Howard Dean, ex-gouverneur du Vermont, et candidat à l’investiture démocrate pour la présidentielle étasunienne de 2004, a fait sa rentrée sur la scène politique le 8 décembre. Devant un auditoire d’étudiants de l’université George Washington, il a prononcé une allocution sur l’avenir du parti démocrate, la nécessité de le désenclaver géographiquement et de faire élire des candidats à tous les paliers électifs. Donné favori au début des primaires jusqu’à son échec en Iowa et au New Hampshire en février, on sait que Dean avait eu recours à Internet pour recueillir des appuis financiers et recruter des travailleurs de campagne, avant d’être supplanté par la machine de John Kerry.

Dean fait cependant toujours confiance aux nouveaux médias, et disait dans son discours : «L’avenir du parti démocrate c’est d’en faire un parti qui puisse communiquer avec ses membres et avec tous les citoyens. La politique est à son mieux lorsque nous parvenons à inspirer un sens d’appartenance à une collectivité. Les outils que nous avons été les premiers à utiliser lors de ma campagne, comme les blogues, les séances virtuelles et les flux vidéo, ne sont que le début. Nous devons exploiter tout le potentiel de la technologie pour rejoindre les électeurs, travailler de concert avec les constituantes du parti dans tous les États, et influer sur la couverture médiatique.» L’allocution de Dean a été reprise un peu partout dans la grande presse, et évidemment en texte intégral sur son site Web, Democracy for America.

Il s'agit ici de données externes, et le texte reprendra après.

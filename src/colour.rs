use std::fmt;

/// The colour tag carried by a rectangle, expressed in the same colour spaces a PDF
/// content stream understands. The packer treats colours as opaque labels: they are
/// copied onto grid cells when a rectangle is placed and read back by the renderers.
#[derive(Copy, Clone, PartialEq, Debug)]
pub enum Colour {
    /// DeviceRGB colour; r, g, b, range from 0.0 to 1.0
    RGB { r: f32, g: f32, b: f32 },
    /// DeviceCMYK colour; c, m, y, and k range from 0.0 to 1.0
    CMYK { c: f32, m: f32, y: f32, k: f32 },
    /// DeviceGray colour; g ranges from 0.0 to 1.0
    Grey { g: f32 },
}

impl Colour {
    /// Create a new colour in the RGB space. r, g, and b range from 0 to 255
    pub fn new_rgb_bytes(r: u8, g: u8, b: u8) -> Colour {
        Colour::RGB {
            r: r as f32 / 255.0,
            g: g as f32 / 255.0,
            b: b as f32 / 255.0,
        }
    }

    /// Create a new colour in the Gray space, g ranges from 0.0 to 1.0
    pub fn new_grey(g: f32) -> Colour {
        Colour::Grey { g }
    }

    /// Convert to 8-bit RGB components. CMYK is converted naively (no colour profile),
    /// which is good enough for previews.
    pub fn to_rgb_bytes(&self) -> (u8, u8, u8) {
        let (r, g, b) = match *self {
            Colour::RGB { r, g, b } => (r, g, b),
            Colour::CMYK { c, m, y, k } => {
                ((1.0 - c) * (1.0 - k), (1.0 - m) * (1.0 - k), (1.0 - y) * (1.0 - k))
            }
            Colour::Grey { g } => (g, g, g),
        };
        let byte = |v: f32| (v.clamp(0.0, 1.0) * 255.0).round() as u8;
        (byte(r), byte(g), byte(b))
    }

    /// The colour as a CSS colour value, i.e. `rgb(255,0,255)`
    pub fn to_css(&self) -> String {
        self.to_string()
    }
}

impl fmt::Display for Colour {
    fn fmt(&self, f: &mut fmt::Formatter<'_>) -> fmt::Result {
        let (r, g, b) = self.to_rgb_bytes();
        write!(f, "rgb({r},{g},{b})")
    }
}

impl From<(u8, u8, u8)> for Colour {
    fn from(c: (u8, u8, u8)) -> Self {
        Colour::new_rgb_bytes(c.0, c.1, c.2)
    }
}

/// A list of pre-defined colour constants
pub mod colours {
    use super::*;

    pub const BLACK: Colour = Colour::Grey { g: 0.0 };
    pub const WHITE: Colour = Colour::Grey { g: 1.0 };
    pub const GREY: Colour = Colour::Grey { g: 0.5 };
    pub const RED: Colour = Colour::RGB {
        r: 1.0,
        g: 0.0,
        b: 0.0,
    };
    pub const GREEN: Colour = Colour::RGB {
        r: 0.0,
        g: 1.0,
        b: 0.0,
    };
    pub const BLUE: Colour = Colour::RGB {
        r: 0.0,
        g: 0.0,
        b: 1.0,
    };
    /// Opaque magenta
    pub const PINK: Colour = Colour::RGB {
        r: 1.0,
        g: 0.0,
        b: 1.0,
    };
    /// Default background of content blocks
    pub const PANEL: Colour = Colour::RGB {
        r: 236.0 / 255.0,
        g: 236.0 / 255.0,
        b: 236.0 / 255.0,
    };
}

#[cfg(test)]
mod tests {
    use super::*;

    #[test]
    fn css_strings() {
        assert_eq!(colours::RED.to_css(), "rgb(255,0,0)");
        assert_eq!(colours::PANEL.to_css(), "rgb(236,236,236)");
        assert_eq!(colours::PINK.to_css(), "rgb(255,0,255)");
        assert_eq!(Colour::new_grey(0.5).to_css(), "rgb(128,128,128)");
        let cyan = Colour::CMYK {
            c: 1.0,
            m: 0.0,
            y: 0.0,
            k: 0.0,
        };
        assert_eq!(cyan.to_css(), "rgb(0,255,255)");
    }
}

Pour ceux et celles qui ont un tant soit peu suivi le parcours de Dean, du moins sur le Web, on notera que le politicien a abandonné Dean for America, son ancien site, bien que les archives aient été conservées, et opté pour «Democracy for America». Quant à Blog for America, en ligne depuis mars 2003, il est toujours très actif, alimenté par divers membres d’une petite mais efficace équipe de fidèles d’Howard Dean.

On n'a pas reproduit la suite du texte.